*INSTRUCTIONS FOR THE TASK*. Below are the records. Retype exactly the lines between the lines holding "suite is trustworthy." and "use std::sync::Arc;", inclusive.

[Opening TASK MATERIAL section]

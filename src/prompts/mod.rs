//! Prompt construction for the three model roles.
//!
//! Prompts follow a fixed output protocol: generated code is wrapped
//! between literal marker lines so it can be extracted mechanically, and
//! the validator ends its reply with a fixed verdict line. The protocol
//! constants live here; the role-specific builders live in the submodules.

pub mod generation;
pub mod validation;

pub use generation::{
    build_regeneration_after_failure_prompt, build_regeneration_from_feedback_prompt,
    build_solution_generation_prompt, build_test_generation_prompt, GenerationPrompt,
};
pub use validation::{build_test_validation_prompt, build_test_validation_with_failure_prompt};

/// Marker opening a generated solution block.
pub const CODE_BLOCK_START: &str = "===code-start===";
/// Marker closing a generated solution block.
pub const CODE_BLOCK_END: &str = "===code-end===";
/// Marker opening a generated test block.
pub const TEST_BLOCK_START: &str = "===test-start===";
/// Marker closing a generated test block.
pub const TEST_BLOCK_END: &str = "===test-end===";
/// Verdict line that approves reviewed test code.
pub const VALIDATION_YES: &str = "Validation result: yes";
/// Verdict line that rejects reviewed test code.
pub const VALIDATION_NO: &str = "Validation result: no";
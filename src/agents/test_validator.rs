//! Test Validator Agent: judges whether an AI test suite is trustworthy.
//!
//! The verdict comes from the final non-empty line of the model's reply,
//! which the prompt instructs it to end with a literal yes/no marker. An
//! ambiguous reply approves with a warning so a flaky judge cannot wedge
//! the workflow.

use std::sync::Arc;

use super::error::{AgentError, AgentResult};
use crate::llm::{GenerationRequest, LlmProvider, Message};
use crate::problem::ProblemSpecification;
use crate::prompts::{
    build_test_validation_prompt, build_test_validation_with_failure_prompt, VALIDATION_NO,
    VALIDATION_YES,
};
use crate::session::ExecutionResult;

/// Outcome parsed from a validation reply.
#[derive(Debug, Clone, Copy, PartialEq, Eq)]
pub enum Verdict {
    /// The final line says the tests are valid.
    Approved,
    /// The final line says the tests are flawed.
    Rejected,
    /// No recognizable verdict line was found.
    Ambiguous,
}

/// Parse a validation reply by scanning for its final non-empty line.
pub fn parse_verdict(content: &str) -> Verdict {
    let last_line = content
        .lines()
        .rev()
        .map(str::trim)
        .find(|line| !line.is_empty());

    match last_line {
        Some(line) if line.contains(VALIDATION_YES) => Verdict::Approved,
        Some(line) if line.contains(VALIDATION_NO) => Verdict::Rejected,
        _ => Verdict::Ambiguous,
    }
}

/// Configuration for the test validator agent.
#[derive(Debug, Clone)]
pub struct TestValidatorConfig {
    /// Model identifier; empty means the provider's default.
    pub model: String,
    /// Temperature for LLM generation.
    pub temperature: f64,
    /// Maximum tokens for LLM response.
    pub max_tokens: u32,
}

impl Default for TestValidatorConfig {
    fn default() -> Self {
        Self {
            model: String::new(),
            temperature: 0.1,
            max_tokens: 1500,
        }
    }
}

impl TestValidatorConfig {
    /// Sets the model identifier.
    pub fn with_model(mut self, model: impl Into<String>) -> Self {
        self.model = model.into();
        self
    }

    /// Sets the temperature for LLM generation.
    pub fn with_temperature(mut self, temperature: f64) -> Self {
        self.temperature = temperature.clamp(0.0, 2.0);
        self
    }

    /// Sets the maximum tokens for LLM response.
    pub fn with_max_tokens(mut self, max_tokens: u32) -> Self {
        self.max_tokens = max_tokens;
        self
    }
}

/// Agent that reviews an AI test suite against the problem statement.
pub struct TestValidator {
    llm_client: Arc<dyn LlmProvider>,
    config: TestValidatorConfig,
}

impl std::fmt::Debug for TestValidator {
    fn fmt(&self, f: &mut std::fmt::Formatter<'_>) -> std::fmt::Result {
        f.debug_struct("TestValidator")
            .field("config", &self.config)
            .finish_non_exhaustive()
    }
}

impl TestValidator {
    /// Agent name constant for identification.
    pub const AGENT_NAME: &'static str = "test_validator";

    /// Creates a new test validator agent.
    pub fn new(llm_client: Arc<dyn LlmProvider>, config: TestValidatorConfig) -> Self {
        Self { llm_client, config }
    }

    /// Creates a new test validator with default configuration.
    pub fn with_defaults(llm_client: Arc<dyn LlmProvider>) -> Self {
        Self::new(llm_client, TestValidatorConfig::default())
    }

    /// Review the test suite and return whether it should be trusted.
    ///
    /// When the tests already ran and failed, `prior_ai_failure` switches
    /// the prompt into its post-mortem form so the judge sees the combined
    /// source and the stderr it produced.
    pub async fn validate(
        &self,
        problem: &ProblemSpecification,
        test_code: &str,
        prior_ai_failure: Option<&ExecutionResult>,
    ) -> AgentResult<bool> {
        let prompt = match prior_ai_failure {
            Some(failure) => build_test_validation_with_failure_prompt(problem, failure),
            None => build_test_validation_prompt(problem, test_code),
        };

        let request = GenerationRequest::new(
            self.config.model.clone(),
            vec![Message::user(prompt)],
        )
        .with_temperature(self.config.temperature)
        .with_max_tokens(self.config.max_tokens);

        let response = self.llm_client.generate(request).await?;
        let content = response
            .first_content()
            .ok_or_else(|| AgentError::ResponseParseError("Empty LLM response".to_string()))?;

        match parse_verdict(content) {
            Verdict::Approved => Ok(true),
            Verdict::Rejected => Ok(false),
            Verdict::Ambiguous => {
                // Only an explicit "no" rejects.
                tracing::warn!(
                    agent = Self::AGENT_NAME,
                    "no verdict line in reply, approving"
                );
                Ok(true)
            }
        }
    }
}

#[cfg(test)]
mod tests {
    use super::*;
    use crate::error::LlmError;
    use crate::llm::{Choice, GenerationResponse, Usage};
    use async_trait::async_trait;
    use std::sync::Mutex;

    struct MockLlmProvider {
        response: Mutex<String>,
    }

    impl MockLlmProvider {
        fn new(response: impl Into<String>) -> Self {
            Self {
                response: Mutex::new(response.into()),
            }
        }
    }

    #[async_trait]
    impl LlmProvider for MockLlmProvider {
        async fn generate(
            &self,
            _request: GenerationRequest,
        ) -> Result<GenerationResponse, LlmError> {
            let content = self.response.lock().expect("lock not poisoned").clone();
            Ok(GenerationResponse {
                id: "mock-id".to_string(),
                model: "mock-model".to_string(),
                choices: vec![Choice {
                    index: 0,
                    message: Message::assistant(content),
                    finish_reason: "stop".to_string(),
                }],
                usage: Usage {
                    prompt_tokens: 200,
                    completion_tokens: 300,
                    total_tokens: 500,
                },
            })
        }
    }

    fn sample_problem() -> ProblemSpecification {
        ProblemSpecification::new(
            "Return the sum of two integers.",
            "Input: a = 1, b = 2\nOutput: 3",
            "class Solution:\n    def add(self, a: int, b: int) -> int:",
            "assert Solution().add(1, 2) == 3",
        )
        .unwrap()
    }

    #[test]
    fn verdict_comes_from_the_final_non_empty_line() {
        let reply = "The asserts bind to the interface.\n\nValidation result: yes\n\n";
        assert_eq!(parse_verdict(reply), Verdict::Approved);

        let reply = "Validation result: yes\nOn reflection the edge case is wrong.\nValidation result: no";
        assert_eq!(parse_verdict(reply), Verdict::Rejected);
    }

    #[test]
    fn reply_without_a_verdict_line_is_ambiguous() {
        assert_eq!(parse_verdict("Looks plausible to me."), Verdict::Ambiguous);
        assert_eq!(parse_verdict(""), Verdict::Ambiguous);
        assert_eq!(parse_verdict("\n\n  \n"), Verdict::Ambiguous);
    }

    #[tokio::test]
    async fn explicit_no_rejects_the_tests() {
        let agent = TestValidator::with_defaults(Arc::new(MockLlmProvider::new(
            "The expected value in the second assert is wrong.\nValidation result: no",
        )));

        let verdict = agent
            .validate(&sample_problem(), "assert Solution().add(1, 2) == 4", None)
            .await
            .unwrap();
        assert!(!verdict);
    }

    #[tokio::test]
    async fn ambiguous_reply_approves() {
        let agent = TestValidator::with_defaults(Arc::new(MockLlmProvider::new(
            "I cannot commit to a verdict here.",
        )));

        let verdict = agent
            .validate(&sample_problem(), "assert Solution().add(1, 2) == 3", None)
            .await
            .unwrap();
        assert!(verdict);
    }

    #[tokio::test]
    async fn failure_mode_is_selected_by_the_prior_execution() {
        let agent = TestValidator::with_defaults(Arc::new(MockLlmProvider::new(
            "The QA block asserts 4 for add(1, 2).\nValidation result: no",
        )));
        let failure = ExecutionResult::completed(
            "# Your solution:\n...",
            "",
            "AssertionError",
            1,
        );

        let verdict = agent
            .validate(
                &sample_problem(),
                "assert Solution().add(1, 2) == 4",
                Some(&failure),
            )
            .await
            .unwrap();
        assert!(!verdict);
    }
}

[Closing TASK MATERIAL section]

*TASK SOLUTION*.
//! Test Validator Agent: judges whether an AI test suite is trustworthy.
//!
//! The verdict comes from the final non-empty line of the model's reply,
//! which the prompt instructs it to end with a literal yes/no marker. An
//! ambiguous reply approves with a warning so a flaky judge cannot wedge
//! the workflow.

use std::sync::Arc;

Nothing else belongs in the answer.